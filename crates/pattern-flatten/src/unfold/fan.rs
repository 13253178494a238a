//! BFS geodesic fan: the last-resort embedding.
//!
//! Lays triangles into the plane one at a time from a central seed face,
//! using only edge lengths (law of cosines and two-circle intersection).
//! Works on any triangle mesh regardless of curvature, with no linear
//! solves; overlapping output is possible on non-developable surfaces and is
//! accepted.

use std::collections::VecDeque;

use nalgebra::{Point2, Vector2};
use pattern_mesh::{Mesh, MeshAdjacency};
use tracing::debug;

use super::planar_projection;

/// Unfold a patch with a breadth-first triangle fan.
///
/// Every vertex receives a finite UV; vertices the fan never reaches are
/// placed from already-placed neighbors, then from a planar projection.
pub fn fan_embed(mesh: &Mesh) -> Vec<Point2<f64>> {
    let n = mesh.vertex_count();
    if n == 0 {
        return Vec::new();
    }
    if mesh.faces.is_empty() {
        return planar_projection(mesh);
    }

    let adjacency = MeshAdjacency::build(&mesh.faces);

    let seed_face = central_face(mesh);
    let [s0, s1, s2] = mesh.faces[seed_face as usize];

    let mut uv: Vec<Option<Point2<f64>>> = vec![None; n];

    // Seed triangle: one vertex at the origin, one on +u, the third in the
    // upper half-plane via the law of cosines.
    let e01 = mesh.edge_length(s0, s1);
    let e02 = mesh.edge_length(s0, s2);
    let e12 = mesh.edge_length(s1, s2);

    uv[s0 as usize] = Some(Point2::new(0.0, 0.0));
    uv[s1 as usize] = Some(Point2::new(e01, 0.0));
    let cos_a = if e01 > 1e-12 && e02 > 1e-12 {
        ((e01 * e01 + e02 * e02 - e12 * e12) / (2.0 * e01 * e02)).clamp(-1.0, 1.0)
    } else {
        0.0
    };
    let sin_a = (1.0 - cos_a * cos_a).sqrt();
    uv[s2 as usize] = Some(Point2::new(e02 * cos_a, e02 * sin_a));

    // Seed winding; every placed triangle must keep this sign.
    let seed_sign = signed_area(
        uv[s0 as usize].unwrap(),
        uv[s1 as usize].unwrap(),
        uv[s2 as usize].unwrap(),
    )
    .signum();
    let seed_sign = if seed_sign == 0.0 { 1.0 } else { seed_sign };

    let mut visited = vec![false; mesh.face_count()];
    visited[seed_face as usize] = true;
    let mut queue = VecDeque::new();
    queue.push_back(seed_face);

    while let Some(face_idx) = queue.pop_front() {
        let face = mesh.faces[face_idx as usize];
        for neighbor in adjacency.face_neighbors(face, face_idx, None) {
            if visited[neighbor as usize] {
                continue;
            }

            let nf = mesh.faces[neighbor as usize];
            let placed: Vec<bool> = nf.iter().map(|&v| uv[v as usize].is_some()).collect();
            match placed.iter().filter(|&&p| p).count() {
                3 => {
                    visited[neighbor as usize] = true;
                    queue.push_back(neighbor);
                }
                2 => {
                    if place_third_vertex(mesh, &nf, &mut uv, seed_sign) {
                        visited[neighbor as usize] = true;
                        queue.push_back(neighbor);
                    }
                }
                // Reached through a vertex only; another edge will bring it
                // back once two of its corners are down.
                _ => {}
            }
        }
    }

    finish_stranded(mesh, &adjacency, &mut uv);

    let placed = uv.iter().filter(|p| p.is_some()).count();
    debug!("Fan embedding placed {}/{} vertices via BFS", placed, n);

    uv.into_iter()
        .map(|p| p.unwrap_or_else(|| Point2::new(0.0, 0.0)))
        .collect()
}

/// The face whose centroid is nearest the patch centroid (ties toward the
/// lowest index), so the fan grows outward evenly.
fn central_face(mesh: &Mesh) -> u32 {
    let centroid = mesh.centroid().expect("non-empty mesh");
    let mut best = 0u32;
    let mut best_dist = f64::INFINITY;
    for (idx, tri) in mesh.triangles().enumerate() {
        let d = (tri.centroid() - centroid).norm_squared();
        if d < best_dist {
            best_dist = d;
            best = idx as u32;
        }
    }
    best
}

/// Place a face's one unplaced vertex by intersecting the two circles around
/// its placed anchors. Returns false when the anchors are degenerate.
fn place_third_vertex(
    mesh: &Mesh,
    face: &[u32; 3],
    uv: &mut [Option<Point2<f64>>],
    seed_sign: f64,
) -> bool {
    let unknown_slot = face
        .iter()
        .position(|&v| uv[v as usize].is_none())
        .expect("exactly one unplaced vertex");
    let new_v = face[unknown_slot];
    let a1 = face[(unknown_slot + 1) % 3];
    let a2 = face[(unknown_slot + 2) % 3];

    let p1 = uv[a1 as usize].expect("anchor placed");
    let p2 = uv[a2 as usize].expect("anchor placed");

    let d = (p2 - p1).norm();
    if d < 1e-10 {
        return false;
    }

    let r1 = mesh.edge_length(a1, new_v);
    let r2 = mesh.edge_length(a2, new_v);

    let a = (r1 * r1 - r2 * r2 + d * d) / (2.0 * d);
    let h = (r1 * r1 - a * a).max(0.0).sqrt();

    let dir = (p2 - p1) / d;
    let perp = Vector2::new(-dir.y, dir.x);
    let foot = p1 + dir * a;

    // Pick the half-plane that preserves the seed winding. The face's
    // stored vertex order fixes which side is correct.
    let candidate = foot + perp * h;
    let (q0, q1, q2) = ordered_with(face, unknown_slot, candidate, uv);
    let pos = if signed_area(q0, q1, q2) * seed_sign >= 0.0 {
        candidate
    } else {
        foot - perp * h
    };

    uv[new_v as usize] = Some(pos);
    true
}

fn ordered_with(
    face: &[u32; 3],
    unknown_slot: usize,
    candidate: Point2<f64>,
    uv: &[Option<Point2<f64>>],
) -> (Point2<f64>, Point2<f64>, Point2<f64>) {
    let fetch = |slot: usize| {
        if slot == unknown_slot {
            candidate
        } else {
            uv[face[slot] as usize].expect("anchor placed")
        }
    };
    (fetch(0), fetch(1), fetch(2))
}

#[inline]
fn signed_area(p0: Point2<f64>, p1: Point2<f64>, p2: Point2<f64>) -> f64 {
    let e1 = p1 - p0;
    let e2 = p2 - p0;
    e1.x * e2.y - e1.y * e2.x
}

/// Vertices the BFS never placed get the mean of their placed neighbors;
/// any still left fall back to a planar projection of their 3D position.
fn finish_stranded(mesh: &Mesh, adjacency: &MeshAdjacency, uv: &mut [Option<Point2<f64>>]) {
    if uv.iter().all(|p| p.is_some()) {
        return;
    }

    let neighbors = adjacency.vertex_neighbors();

    // Neighbor means can cascade, so sweep until nothing changes.
    loop {
        let mut progressed = false;
        for v in 0..uv.len() {
            if uv[v].is_some() {
                continue;
            }
            let Some(list) = neighbors.get(&(v as u32)) else {
                continue;
            };
            let placed: Vec<Point2<f64>> =
                list.iter().filter_map(|&nb| uv[nb as usize]).collect();
            if placed.is_empty() {
                continue;
            }
            let mut sum = Vector2::zeros();
            for p in &placed {
                sum += p.coords;
            }
            uv[v] = Some(Point2::from(sum / placed.len() as f64));
            progressed = true;
        }
        if !progressed {
            break;
        }
    }

    if uv.iter().any(|p| p.is_none()) {
        let projected = planar_projection(mesh);
        for (v, slot) in uv.iter_mut().enumerate() {
            if slot.is_none() {
                *slot = Some(projected[v]);
            }
        }
    }
}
------------------------------
TASK ITEM:
Word for word, output the lines of the data from its first line through the line where "visited[seed_face as usize] = true;" appears, and stop there.

REPLY TO THE EXERCISE:
filename crates/pattern-flatten/src/unfold/fan.rs
repository 13253178494a238a
//! BFS geodesic fan: the last-resort embedding.
//!
//! Lays triangles into the plane one at a time from a central seed face,
//! using only edge lengths (law of cosines and two-circle intersection).
//! Works on any triangle mesh regardless of curvature, with no linear
//! solves; overlapping output is possible on non-developable surfaces and is
//! accepted.

use std::collections::VecDeque;

use nalgebra::{Point2, Vector2};
use pattern_mesh::{Mesh, MeshAdjacency};
use tracing::debug;

use super::planar_projection;

/// Unfold a patch with a breadth-first triangle fan.
///
/// Every vertex receives a finite UV; vertices the fan never reaches are
/// placed from already-placed neighbors, then from a planar projection.
pub fn fan_embed(mesh: &Mesh) -> Vec<Point2<f64>> {
    let n = mesh.vertex_count();
    if n == 0 {
        return Vec::new();
    }
    if mesh.faces.is_empty() {
        return planar_projection(mesh);
    }

    let adjacency = MeshAdjacency::build(&mesh.faces);

    let seed_face = central_face(mesh);
    let [s0, s1, s2] = mesh.faces[seed_face as usize];

    let mut uv: Vec<Option<Point2<f64>>> = vec![None; n];

    // Seed triangle: one vertex at the origin, one on +u, the third in the
    // upper half-plane via the law of cosines.
    let e01 = mesh.edge_length(s0, s1);
    let e02 = mesh.edge_length(s0, s2);
    let e12 = mesh.edge_length(s1, s2);

    uv[s0 as usize] = Some(Point2::new(0.0, 0.0));
    uv[s1 as usize] = Some(Point2::new(e01, 0.0));
    let cos_a = if e01 > 1e-12 && e02 > 1e-12 {
        ((e01 * e01 + e02 * e02 - e12 * e12) / (2.0 * e01 * e02)).clamp(-1.0, 1.0)
    } else {
        0.0
    };
    let sin_a = (1.0 - cos_a * cos_a).sqrt();
    uv[s2 as usize] = Some(Point2::new(e02 * cos_a, e02 * sin_a));

    // Seed winding; every placed triangle must keep this sign.
    let seed_sign = signed_area(
        uv[s0 as usize].unwrap(),
        uv[s1 as usize].unwrap(),
        uv[s2 as usize].unwrap(),
    )
    .signum();
    let seed_sign = if seed_sign == 0.0 { 1.0 } else { seed_sign };

    let mut visited = vec![false; mesh.face_count()];
    visited[seed_face as usize] = true;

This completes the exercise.